Top of RECORDS PROVIDED

use anyhow::{Context, Result};
use assert_cmd::prelude::*;
use std::path::PathBuf;
use std::process::Command;
use tempfile::TempDir;

/// A throwaway copy of `demos/reference_project`.
struct IsoforgeTestEnv {
    _tmp: TempDir,
    root: PathBuf,
}

impl IsoforgeTestEnv {
    fn new() -> Result<Self> {
        let tmp = tempfile::tempdir()?;
        let project_root = PathBuf::from(env!("CARGO_MANIFEST_DIR"))
            .parent()
            .context("Workspace root not found")?
            .join("demos/reference_project");

        let dest = tmp.path().join("reference_project");
        Self::copy_dir(&project_root, &dest)?;

        Ok(Self {
            _tmp: tmp,
            root: dest,
        })
    }

    fn copy_dir(src: &PathBuf, dst: &PathBuf) -> std::io::Result<()> {
        let mut options = fs_extra::dir::CopyOptions::new();
        options.skip_exist = true;
        options.content_only = true;

        std::fs::create_dir_all(dst)?;
        fs_extra::dir::copy(src, dst, &options)
            .map(|_| ())
            .map_err(|e| std::io::Error::other(e.to_string()))
    }

    fn isoforge(&self) -> Command {
        let mut cmd = Command::new(assert_cmd::cargo::cargo_bin!("isoforge"));
        cmd.current_dir(&self.root);
        cmd.env_remove("ISOFORGE_TARGET_PATH");
        cmd.env_remove("ISOFORGE_STRICT");
        cmd
    }

    fn output(&self, file: &str) -> Result<String> {
        let path = self.root.join("output").join(file);
        std::fs::read_to_string(&path).with_context(|| format!("{} not generated", file))
    }
}

#[test]
fn test_run_generates_enum_files() -> Result<()> {
    let env = IsoforgeTestEnv::new()?;

    env.isoforge()
        .arg("run")
        .assert()
        .success()
        .stdout(predicates::str::contains("SUCCESS"));

    insta::assert_snapshot!("continent_c_eu", env.output("C_EU.txt")?);
    insta::assert_snapshot!("countries", env.output("countries.txt")?);
    insta::assert_snapshot!("currencies", env.output("currencies.txt")?);
    insta::assert_snapshot!("subdivision_types", env.output("subdivision_types.txt")?);

    assert_eq!(
        env.output("C_AS.txt")?,
        "JP_01(\"Hokkaido\", PREFECTURE, JP),\n\
         JP_13(\"Tokyo\", PREFECTURE, JP),\n\
         JP_47(\"Okinawa\", PREFECTURE, JP),\n"
    );
    assert_eq!(
        env.output("C_NA.txt")?,
        "US_CA(\"California\", STATE, US),\n\
         US_DC(\"District of Columbia\", DISTRICT, US),\n\
         US_LA(\"Louisiana\", STATE, US),\n"
    );
    // Kosovo has no continent at the gazetteer
    assert_eq!(
        env.output("unassigned.txt")?,
        "XK_01(\"Pristina\", DISTRICT, XK),\n"
    );
    Ok(())
}

#[test]
fn test_run_report_lists_degraded_data() -> Result<()> {
    let env = IsoforgeTestEnv::new()?;
    env.isoforge().arg("run").assert().success();

    let report = env.output("run_report.json")?;
    assert!(report.contains("\"project_name\": \"iso3166\""));
    assert!(report.contains("\"countries\": 7"));
    assert!(report.contains("\"aliases\": 2"));
    assert!(report.contains("\"kind\": \"unresolvable_reference\""));
    // Christmas Island publishes no subdivisions at all
    assert!(report.contains("subdivisions of CX"));
    Ok(())
}

#[test]
fn test_strict_mode_fails_but_still_writes() -> Result<()> {
    let env = IsoforgeTestEnv::new()?;

    env.isoforge()
        .arg("run")
        .arg("--strict")
        .assert()
        .failure()
        .stderr(predicates::str::contains("issue(s) reported"));

    assert!(env.root.join("output/countries.txt").exists());
    Ok(())
}

#[test]
fn test_target_path_env_override() -> Result<()> {
    let env = IsoforgeTestEnv::new()?;

    env.isoforge()
        .env("ISOFORGE_TARGET_PATH", "enums")
        .arg("run")
        .assert()
        .success();

    assert!(env.root.join("enums/C_EU.txt").exists());
    assert!(!env.root.join("output").exists());
    Ok(())
}

#[test]
fn test_inconsistent_renames_abort_before_any_output() -> Result<()> {
    let env = IsoforgeTestEnv::new()?;

    // Poisoning: FR-A now resolves to two different codes
    let mut file = std::fs::OpenOptions::new()
        .append(true)
        .open(env.root.join("config/renames.yml"))?;
    use std::io::Write;
    writeln!(file, "  - {{ deprecated: FR-A, current: FR-IDF }}")?;

    env.isoforge()
        .arg("check")
        .assert()
        .failure()
        .stderr(predicates::str::contains("Rename table inconsistency"));

    env.isoforge().arg("run").assert().failure();
    assert!(!env.root.join("output").exists());
    Ok(())
}

#[test]
fn test_check_valid_project() -> Result<()> {
    let env = IsoforgeTestEnv::new()?;

    env.isoforge()
        .arg("check")
        .assert()
        .success()
        .stdout(predicates::str::contains("2 renames"))
        .stdout(predicates::str::contains("Configuration is valid"));

    assert!(!env.root.join("output").exists());
    Ok(())
}

#[test]
fn test_clean_removes_output() -> Result<()> {
    let env = IsoforgeTestEnv::new()?;

    env.isoforge().arg("run").assert().success();
    assert!(env.root.join("output").exists());

    env.isoforge()
        .arg("clean")
        .assert()
        .success()
        .stdout(predicates::str::contains("Artifact removed: output"));

    assert!(!env.root.join("output").exists());
    Ok(())
}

Bottom of RECORDS PROVIDED

**THE PROBLEM**
Select every line of the material above holding the word "predicates" and copy it.

**ANSWER SPACE**
        .stdout(predicates::str::contains("SUCCESS"));
        .stderr(predicates::str::contains("issue(s) reported"));
        .stderr(predicates::str::contains("Rename table inconsistency"));
        .stdout(predicates::str::contains("2 renames"))
        .stdout(predicates::str::contains("Configuration is valid"));
        .stdout(predicates::str::contains("Artifact removed: output"));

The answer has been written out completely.